Suppose each read or write gets or modifies a particular piece of information. Then:

  • Consistency: All read requests will reflect the data of the latest write, or will error
  • Availability: All read requests will return data
  • Partition tolerance: When there is a network partition3 in the system, the system can still process requests

Partition-tolerant and consistent (PC) #

These sorts of systems generally aim for strong consistency, though this could increase latency. They may have strong consensus protocols and try to ensure a majority (or even all) nodes receive writes. This is a good choice for financial or medical systems that require strict data correctness.

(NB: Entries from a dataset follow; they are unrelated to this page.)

//! Cogs: feature modules that contribute commands and interaction handlers.
//!
//! The handler keeps a list of cogs, registers the union of their slash
//! commands on startup and hands each incoming interaction to the first cog
//! that claims it.

use crate::DiscordResult;
use async_trait::async_trait;
use serenity::builder::CreateCommand;
use serenity::client::Context;
use serenity::model::application::{CommandInteraction, ComponentInteraction};
use std::sync::Arc;

/// A feature module of the bot.
#[async_trait]
pub trait Cog: Send + Sync {
    /// Display name, used in logs.
    fn name(&self) -> &'static str;

    /// Names of the slash commands this cog answers.
    fn command_names(&self) -> Vec<&'static str>;

    /// Slash command definitions to register.
    fn commands(&self) -> Vec<CreateCommand>;

    /// Answers a slash command whose name is in [`command_names`](Self::command_names).
    async fn handle_command(&self, ctx: &Context, command: &CommandInteraction)
    -> DiscordResult<()>;

    /// Whether a component custom id belongs to this cog.
    fn owns_component(&self, _custom_id: &str) -> bool {
        false
    }

    /// Answers a component interaction this cog owns.
    async fn handle_component(
        &self,
        _ctx: &Context,
        _component: &ComponentInteraction,
    ) -> DiscordResult<()> {
        Ok(())
    }
}

/// The cogs loaded into a bot.
pub type Cogs = Vec<Arc<dyn Cog>>;

/// The cog that answers the slash command `name`.
pub fn command_owner<'a>(cogs: &'a [Arc<dyn Cog>], name: &str) -> Option<&'a Arc<dyn Cog>> {
    cogs.iter().find(|cog| cog.command_names().contains(&name))
}

/// The cog that owns the component `custom_id`.
pub fn component_owner<'a>(
    cogs: &'a [Arc<dyn Cog>],
    custom_id: &str,
) -> Option<&'a Arc<dyn Cog>> {
    cogs.iter().find(|cog| cog.owns_component(custom_id))
}

/// Slash command definitions of all cogs.
pub fn all_commands(cogs: &[Arc<dyn Cog>]) -> Vec<CreateCommand> {
    cogs.iter().flat_map(|cog| cog.commands()).collect()
}
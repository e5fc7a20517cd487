use lagrange::LagrangeConfig;
use lagrange_error::LagrangeErrorKind;
use std::collections::HashMap;
use std::io::Write;
use std::time::Duration;

fn env(pairs: &[(&str, &str)]) -> Option<HashMap<String, String>> {
    Some(
        pairs
            .iter()
            .map(|(k, v)| (k.to_string(), v.to_string()))
            .collect(),
    )
}

fn config_file(contents: &str) -> tempfile::NamedTempFile {
    let mut file = tempfile::Builder::new()
        .suffix(".toml")
        .tempfile()
        .unwrap();
    file.write_all(contents.as_bytes()).unwrap();
    file
}

#[test]
fn bundled_defaults() {
    let config = LagrangeConfig::load_layers(None, false, env(&[])).unwrap();

    assert_eq!(config.waifu().base_url(), "https://api.waifu.im");
    assert_eq!(*config.widget().timeout_secs(), 500);
    assert_eq!(config.widget_timeout(), Duration::from_secs(500));
    assert!(config.discord().token().is_empty());
}

#[test]
fn defaults_fail_validation_without_tokens() {
    let config = LagrangeConfig::load_layers(None, false, env(&[])).unwrap();

    let err = config.validate().unwrap_err();
    assert!(matches!(err.kind(), LagrangeErrorKind::Config(_)));
    assert!(err.to_string().contains("discord.token"));
}

#[test]
fn file_overrides_defaults() {
    let file = config_file(
        r#"
[discord]
token = "discord-token"

[waifu]
token = "waifu-token"

[widget]
timeout_secs = 60
"#,
    );

    let config = LagrangeConfig::load_layers(Some(file.path()), false, env(&[])).unwrap();

    assert_eq!(config.discord().token(), "discord-token");
    assert_eq!(config.waifu().token(), "waifu-token");
    assert_eq!(config.waifu().base_url(), "https://api.waifu.im");
    assert_eq!(config.widget_timeout(), Duration::from_secs(60));
    assert!(config.validate().is_ok());
}

#[test]
fn environment_overrides_file() {
    let file = config_file(
        r#"
[discord]
token = "from-file"
"#,
    );

    let config = LagrangeConfig::load_layers(
        Some(file.path()),
        false,
        env(&[
            ("LAGRANGE_DISCORD__TOKEN", "from-env"),
            ("LAGRANGE_WAIFU__TOKEN", "waifu"),
            ("LAGRANGE_WIDGET__TIMEOUT_SECS", "30"),
        ]),
    )
    .unwrap();

    assert_eq!(config.discord().token(), "from-env");
    assert_eq!(config.waifu().token(), "waifu");
    assert_eq!(*config.widget().timeout_secs(), 30);
}

#[test]
fn numeric_looking_tokens_stay_verbatim() {
    let config = LagrangeConfig::load_layers(
        None,
        false,
        env(&[
            ("LAGRANGE_DISCORD__TOKEN", "0042"),
            ("LAGRANGE_WAIFU__TOKEN", "00123456"),
            ("LAGRANGE_WIDGET__TIMEOUT_SECS", "45"),
        ]),
    )
    .unwrap();

    assert_eq!(config.discord().token(), "0042");
    assert_eq!(config.waifu().token(), "00123456");
    assert_eq!(config.widget_timeout(), Duration::from_secs(45));
}

#[test]
fn missing_explicit_file_is_an_error() {
    let path = std::env::temp_dir().join("lagrange-does-not-exist.toml");
    let err = LagrangeConfig::load_layers(Some(&path), false, env(&[])).unwrap_err();
    assert!(matches!(err.kind(), LagrangeErrorKind::Config(_)));
}

#[test]
fn zero_timeout_is_rejected() {
    let config = LagrangeConfig::load_layers(
        None,
        false,
        env(&[
            ("LAGRANGE_DISCORD__TOKEN", "d"),
            ("LAGRANGE_WAIFU__TOKEN", "w"),
            ("LAGRANGE_WIDGET__TIMEOUT_SECS", "0"),
        ]),
    )
    .unwrap();

    let err = config.validate().unwrap_err();
    assert!(err.to_string().contains("timeout_secs"));
}

#[test]
fn redaction_hides_tokens_only() {
    let config = LagrangeConfig::load_layers(
        None,
        false,
        env(&[("LAGRANGE_DISCORD__TOKEN", "secret")]),
    )
    .unwrap();

    let shown = config.redacted();
    assert_eq!(shown.discord().token(), "<redacted>");
    assert_eq!(shown.waifu().token(), "");
    assert_eq!(shown.waifu().base_url(), config.waifu().base_url());
}
//! Discord bot client setup and lifecycle management.
//!
//! This module provides the LagrangeBot struct which manages the Discord client
//! connection, the loaded cogs and graceful shutdown.

use crate::{
    Anime, Cogs, DiscordError, DiscordErrorKind, Meta, WidgetRegistry, handler::LagrangeHandler,
};
use lagrange_core::ItemSource;
use serenity::Client;
use std::sync::Arc;
use std::time::Duration;
use tracing::{info, instrument, warn};

/// Main Discord bot client for Lagrange.
///
/// # Example
/// ```no_run
/// use lagrange_discord::LagrangeBot;
/// use lagrange_waifu::{WaifuImClient, WaifuSource};
/// use std::sync::Arc;
/// use std::time::Duration;
///
/// #[tokio::main]
/// async fn main() -> Result<(), Box<dyn std::error::Error>> {
///     let token = std::env::var("DISCORD_TOKEN")?;
///     let source = WaifuSource::new(WaifuImClient::new(std::env::var("WAIFU_TOKEN")?)?);
///
///     let mut bot = LagrangeBot::new(token, Arc::new(source), Duration::from_secs(500)).await?;
///     bot.start().await?;
///     Ok(())
/// }
/// ```
pub struct LagrangeBot {
    /// Serenity client instance
    client: Client,
    /// Widgets shown by the Anime cog
    registry: WidgetRegistry,
}

impl LagrangeBot {
    /// The cogs every Lagrange bot loads.
    pub fn default_cogs(source: Arc<dyn ItemSource>, registry: WidgetRegistry) -> Cogs {
        vec![Arc::new(Anime::new(source, registry)), Arc::new(Meta::new())]
    }

    /// Create a new LagrangeBot instance.
    ///
    /// # Arguments
    /// * `token` - Discord bot token from the Discord Developer Portal
    /// * `source` - Catalog the smash-or-pass widget draws from
    /// * `widget_timeout` - Inactivity period before a widget detaches its buttons
    ///
    /// # Errors
    /// Returns an error if the Serenity client fails to initialize.
    #[instrument(skip(token, source), fields(token_len = token.len()))]
    pub async fn new(
        token: String,
        source: Arc<dyn ItemSource>,
        widget_timeout: Duration,
    ) -> Result<Self, DiscordError> {
        info!("Initializing Lagrange Discord bot");

        let registry = WidgetRegistry::new(widget_timeout);
        let handler = LagrangeHandler::new(Self::default_cogs(source, registry.clone()));
        let intents = LagrangeHandler::intents();

        info!("Building Serenity client with intents: {:?}", intents);

        let client = Client::builder(&token, intents)
            .event_handler(handler)
            .await
            .map_err(|e| {
                DiscordError::new(DiscordErrorKind::ConnectionFailed(format!(
                    "Failed to build client: {}",
                    e
                )))
            })?;

        info!("Serenity client built successfully");

        Ok(Self { client, registry })
    }

    /// Start the Discord bot.
    ///
    /// This method blocks until the bot is shut down (e.g., via Ctrl+C).
    ///
    /// # Errors
    /// Returns an error if the client fails to start or encounters a fatal error.
    #[instrument(skip(self))]
    pub async fn start(&mut self) -> Result<(), DiscordError> {
        info!("Starting Discord bot");

        let shard_manager = Arc::clone(&self.client.shard_manager);
        tokio::spawn(async move {
            if let Err(e) = tokio::signal::ctrl_c().await {
                warn!(error = %e, "Failed to listen for Ctrl+C");
                return;
            }
            info!("Ctrl+C received, shutting down shards");
            shard_manager.shutdown_all().await;
        });

        self.client.start().await.map_err(|e| {
            DiscordError::new(DiscordErrorKind::ConnectionFailed(format!(
                "Client error: {}",
                e
            )))
        })?;

        info!(live_widgets = self.registry.len(), "Discord bot stopped");
        Ok(())
    }

    /// Widgets currently shown by the bot.
    pub fn registry(&self) -> &WidgetRegistry {
        &self.registry
    }
}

%%{ init: { "sequence": { "mirrorActors": false } } }%% sequenceDiagram actor U1 as User 1 box System participant N1 as Node 1 participant N2 as Node 2 end actor U2 as User 2 rect rgba(255, 247, 217) U1->>N1: Write Data (key=x, value=77) N1-->N2: Data propagates U2->>N2: Read Data (key=x) N2-->>U2: Success! Value is 77 break N1-->N2: Network partition occurs end U2->>N2: Write Data (key=y, value=42) U1->>N1: Read Data (key=y) N1-->>U1: Error: Unable to ensure consistency end

When a network partition occurs, nodes will no longer know for sure if they have the latest data. They will respond to read requests with an error to avoid sending stale data.

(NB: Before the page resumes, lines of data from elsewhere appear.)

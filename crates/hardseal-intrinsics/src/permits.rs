//! Permit specification: the static description of which intrinsics may
//! exist and how constructors link to their prototype objects.
//!
//! A permit record is opaque to the collector except for its optional
//! `prototype` field, which names the registry entry the permitted object's
//! own `prototype` property must resolve to.  Every other attribute rides
//! along untouched so that outer audit layers can keep their per-property
//! permit detail in the same document.
//!
//! A [`PermitSpec`] is validated at construction: every non-empty prototype
//! link must resolve to another permit in the same specification.  The same
//! validation runs on deserialization, so a spec loaded from JSON carries
//! the same guarantee as one built in code.

use std::collections::BTreeMap;

use serde::de::{Deserializer, Error as DeError};
use serde::{Deserialize, Serialize};
use serde_json::Value as JsonValue;
use thiserror::Error;

// ---------------------------------------------------------------------------
// Standard permit tables
// ---------------------------------------------------------------------------

/// Permitted globals with no prototype link: builtin functions, namespace
/// objects, the three value constants, and `Proxy` (which has no own
/// `prototype` property).
pub const STANDARD_PLAIN_PERMITS: &[&str] = &[
    "Infinity",
    "JSON",
    "Math",
    "NaN",
    "Proxy",
    "Reflect",
    "decodeURI",
    "decodeURIComponent",
    "encodeURI",
    "encodeURIComponent",
    "escape",
    "isFinite",
    "isNaN",
    "parseFloat",
    "parseInt",
    "undefined",
    "unescape",
];

/// Constructor permits paired with the registry name of their prototype
/// object.  Shared (per-compartment) constructors keep the canonical
/// prototype record name.
pub const STANDARD_PROTOTYPE_LINKS: &[(&str, &str)] = &[
    ("Array", "%ArrayPrototype%"),
    ("ArrayBuffer", "%ArrayBufferPrototype%"),
    ("Boolean", "%BooleanPrototype%"),
    ("DataView", "%DataViewPrototype%"),
    ("EvalError", "%EvalErrorPrototype%"),
    ("Float32Array", "%Float32ArrayPrototype%"),
    ("Float64Array", "%Float64ArrayPrototype%"),
    ("Int16Array", "%Int16ArrayPrototype%"),
    ("Int32Array", "%Int32ArrayPrototype%"),
    ("Int8Array", "%Int8ArrayPrototype%"),
    ("Map", "%MapPrototype%"),
    ("Number", "%NumberPrototype%"),
    ("Object", "%ObjectPrototype%"),
    ("Promise", "%PromisePrototype%"),
    ("RangeError", "%RangeErrorPrototype%"),
    ("ReferenceError", "%ReferenceErrorPrototype%"),
    ("Set", "%SetPrototype%"),
    ("String", "%StringPrototype%"),
    ("Symbol", "%SymbolPrototype%"),
    ("SyntaxError", "%SyntaxErrorPrototype%"),
    ("TypeError", "%TypeErrorPrototype%"),
    ("URIError", "%URIErrorPrototype%"),
    ("Uint16Array", "%Uint16ArrayPrototype%"),
    ("Uint32Array", "%Uint32ArrayPrototype%"),
    ("Uint8Array", "%Uint8ArrayPrototype%"),
    ("WeakMap", "%WeakMapPrototype%"),
    ("WeakSet", "%WeakSetPrototype%"),
    ("%SharedDate%", "%DatePrototype%"),
    ("%SharedError%", "%ErrorPrototype%"),
    ("%SharedRegExp%", "%RegExpPrototype%"),
];

// ---------------------------------------------------------------------------
// Permit
// ---------------------------------------------------------------------------

/// A single permit record.
///
/// Only `prototype` is interpreted here.  Everything else in the record is
/// preserved verbatim in `attributes`.
#[derive(Debug, Clone, Default, PartialEq, Eq, Serialize, Deserialize)]
pub struct Permit {
    /// Registry name the permitted object's own `prototype` property must
    /// resolve to, when the object has one.
    #[serde(default, skip_serializing_if = "Option::is_none")]
    pub prototype: Option<String>,
    /// Uninterpreted permit detail for outer audit layers.
    #[serde(flatten)]
    pub attributes: BTreeMap<String, JsonValue>,
}

impl Permit {
    /// A permit with no prototype link and no extra attributes.
    pub fn new() -> Self {
        Self::default()
    }

    /// A permit whose object must link to the named prototype entry.
    pub fn with_prototype(name: impl Into<String>) -> Self {
        Self {
            prototype: Some(name.into()),
            ..Self::default()
        }
    }

    /// Attach an uninterpreted attribute.
    pub fn with_attribute(mut self, key: impl Into<String>, value: impl Into<JsonValue>) -> Self {
        self.attributes.insert(key.into(), value.into());
        self
    }
}

// ---------------------------------------------------------------------------
// PermitError
// ---------------------------------------------------------------------------

/// Errors raised by permit lookup and specification validation.
#[derive(Debug, Clone, PartialEq, Eq, Serialize, Deserialize, Error)]
pub enum PermitError {
    /// The specification has no record for the named intrinsic.
    #[error("no permit for intrinsic `{name}`")]
    MissingPermit { name: String },
    /// The record exists but does not permit a prototype link.
    #[error("`{name}.prototype` is not permitted")]
    PrototypeNotPermitted { name: String },
    /// The record names a prototype that is not itself in the specification.
    #[error("`{name}.prototype` names unrecognized permit `{prototype}`")]
    UnresolvedPrototype { name: String, prototype: String },
}

// ---------------------------------------------------------------------------
// PermitSpec
// ---------------------------------------------------------------------------

/// A validated permit specification, keyed by intrinsic name.
#[derive(Debug, Clone, Default, PartialEq, Eq, Serialize)]
#[serde(transparent)]
pub struct PermitSpec {
    permits: BTreeMap<String, Permit>,
}

impl PermitSpec {
    /// Validate and wrap a permit map.
    ///
    /// Every non-empty `prototype` link must name another permit in the same
    /// map.  An empty-string link is tolerated here and rejected only if the
    /// prototype completion pass reaches it, matching the lookup contract of
    /// [`PermitSpec::prototype_of`].
    pub fn new(permits: BTreeMap<String, Permit>) -> Result<Self, PermitError> {
        for (name, permit) in &permits {
            if let Some(prototype) = permit.prototype.as_deref()
                && !prototype.is_empty()
                && !permits.contains_key(prototype)
            {
                return Err(PermitError::UnresolvedPrototype {
                    name: name.clone(),
                    prototype: prototype.to_string(),
                });
            }
        }
        Ok(Self { permits })
    }

    /// The permit specification for the standard shared globals.
    pub fn standard() -> Self {
        let mut permits = BTreeMap::new();
        for name in STANDARD_PLAIN_PERMITS {
            permits.insert((*name).to_string(), Permit::new());
        }
        for (constructor, prototype) in STANDARD_PROTOTYPE_LINKS {
            permits.insert((*constructor).to_string(), Permit::with_prototype(*prototype));
            permits.insert(
                (*prototype).to_string(),
                Permit::new().with_attribute("constructor", *constructor),
            );
        }
        // Links above all target permits inserted in the same loop.
        Self { permits }
    }

    /// The permit for `name`, if any.
    pub fn get(&self, name: &str) -> Option<&Permit> {
        self.permits.get(name)
    }

    /// Is `name` permitted at all?
    pub fn contains(&self, name: &str) -> bool {
        self.permits.contains_key(name)
    }

    /// Resolve the prototype link for `name`.
    ///
    /// Fails fatally rather than degrading: a missing permit, a permit with
    /// no usable `prototype` field, and a dangling link each get their own
    /// error so audits can tell misconfiguration from tampering.
    pub fn prototype_of(&self, name: &str) -> Result<&str, PermitError> {
        let permit = self.permits.get(name).ok_or_else(|| PermitError::MissingPermit {
            name: name.to_string(),
        })?;
        let prototype = permit
            .prototype
            .as_deref()
            .filter(|p| !p.is_empty())
            .ok_or_else(|| PermitError::PrototypeNotPermitted {
                name: name.to_string(),
            })?;
        if !self.permits.contains_key(prototype) {
            return Err(PermitError::UnresolvedPrototype {
                name: name.to_string(),
                prototype: prototype.to_string(),
            });
        }
        Ok(prototype)
    }

    /// Iterate permits in name order.
    pub fn iter(&self) -> impl Iterator<Item = (&str, &Permit)> {
        self.permits.iter().map(|(name, permit)| (name.as_str(), permit))
    }

    /// Number of permit records.
    pub fn len(&self) -> usize {
        self.permits.len()
    }

    /// Is the specification empty?
    pub fn is_empty(&self) -> bool {
        self.permits.is_empty()
    }
}

// Deserialization re-runs construction validation so a JSON-loaded spec is
// as trustworthy as one built in code.
impl<'de> Deserialize<'de> for PermitSpec {
    fn deserialize<D: Deserializer<'de>>(deserializer: D) -> Result<Self, D::Error> {
        let permits = BTreeMap::<String, Permit>::deserialize(deserializer)?;
        Self::new(permits).map_err(D::Error::custom)
    }
}

// ---------------------------------------------------------------------------
// Tests
// ---------------------------------------------------------------------------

Partition-tolerant and available (PA) #

Systems of this kind try to guarantee that some data is available for readers. They are much more commonly used when serving a high volume of requests at low latency is important. This is quite useful for real-time communication / messaging systems or streaming operations.

%%{ init: { "sequence": { "mirrorActors": false } } }%% sequenceDiagram actor U1 as User 1 box System participant N1 as Node 1 participant N2 as Node 2 end actor U2 as User 2 rect rgba(255, 247, 217) U1->>N1: Write Data (key=x, value=60) N1-->N2: Data propagates U2->>N2: Read Data (key=x) N2-->>U2: Success! Value is 60 break N1-->N2: Network partition occurs end U2->>N2: Write Data (key=x, value=55) U1->>N1: Read Data (key=x) N1-->>U1: Success! Value is 60 end

After a network partition, read requests will still be able to get data, though that data may be outdated.

Available and consistent (AC) #

This is a variation not frequently discussed–mostly because it’s not really viable for real use. One way this might happen is if there is just a single node–though that’s no longer a distributed system.

Alternatively, suppose we have at least two nodes. While there is no network partition, the system can reasonably aim for consistent data and availability of that data.

%%{ init: { "sequence": { "mirrorActors": false } } }%% sequenceDiagram actor U1 as User 1 box System participant N1 as Node 1 participant N2 as Node 2 end actor U2 as User 2 activate N1 activate N2 rect rgba(255, 247, 217) U1->>N1: Write Data (key=x, value=60) N1-->N2: Data propagates U2->>N2: Read Data (key=x) N2-->>U2: Success! Value is 60 break N1-->N2: Network partition occurs end deactivate N1 Note over N1: Disconnect Node 1 from the system end

Since this system is not partition tolerant, when the network partition occurs, the system might just disconnect or disable nodes. Essentially, it can’t deal with the partition so it tries to avoid even having a partition to cross over.

Spanner and CAP #

Let’s revisit Spanner! Google described it in this paper, which claims that Spanner is globally distributed with high availability and strong consistency.

That sounds great–it almost magically offers a trifecta of properties (availability, consistency, partition tolerance).

But per the CAP theorem, that shouldn’t be possible, right?

Interestingly, Eric Brewer himself weighed in on the matter. In a Google whitepaper4, Brewer confirms a few things:

  • Spanner is actually consistent in the vein of CAP
  • network partitions can happen, and Spanner forfeits availability then

Those facts technically make Spanner a consistent and partition-tolerant system.

The actual magic lies in the details of probabilities. Brewer affirms that as perceived by the system users, Spanner has practically very high availability. Also, when Spanner has an outage, it is very unlikely because of a network partition–or rather, network partitions rarely have an effect in the grande scheme.

How does Google achieve those odds? It runs its own private global network using controlled routers and links, along with redundant equipment in data centers. This whole network is administered in a way to almost prevent partitions outright.

Concluding thoughts #

It’s vital to test and re-check whether prior assumptions and understanding of the world still hold. With Google’s Spanner, the software world had a chance to do just that.

In this case, it mostly re-affirmed the CAP theorem. So from a theoretical perspective, nothing really changed. However, it helped show that it’s possible to innovate to the point where the system feels like a magical breakthrough in practice.


  1. Eric A. Brewer. 2000. Towards robust distributed systems (abstract). In Proceedings of the nineteenth annual ACM symposium on Principles of distributed computing (PODC ‘00). Association for Computing Machinery, New York, NY, USA, 7. https://doi.org/10.1145/343477.343502 ↩︎

  2. Seth Gilbert and Nancy Lynch. 2002. Brewer’s conjecture and the feasibility of consistent, available, partition-tolerant web services. SIGACT News 33, 2 (June 2002), 51–59. https://doi.org/10.1145/564585.564601 ↩︎

  3. A network partition is when some nodes within the system cannot necessarily communicate with other nodes. This may be because of a connection loss or different nodes being grouped in different sub-networks. ↩︎

  4. E. Brewer, “Spanner, TrueTime and the CAP Theorem”. ↩︎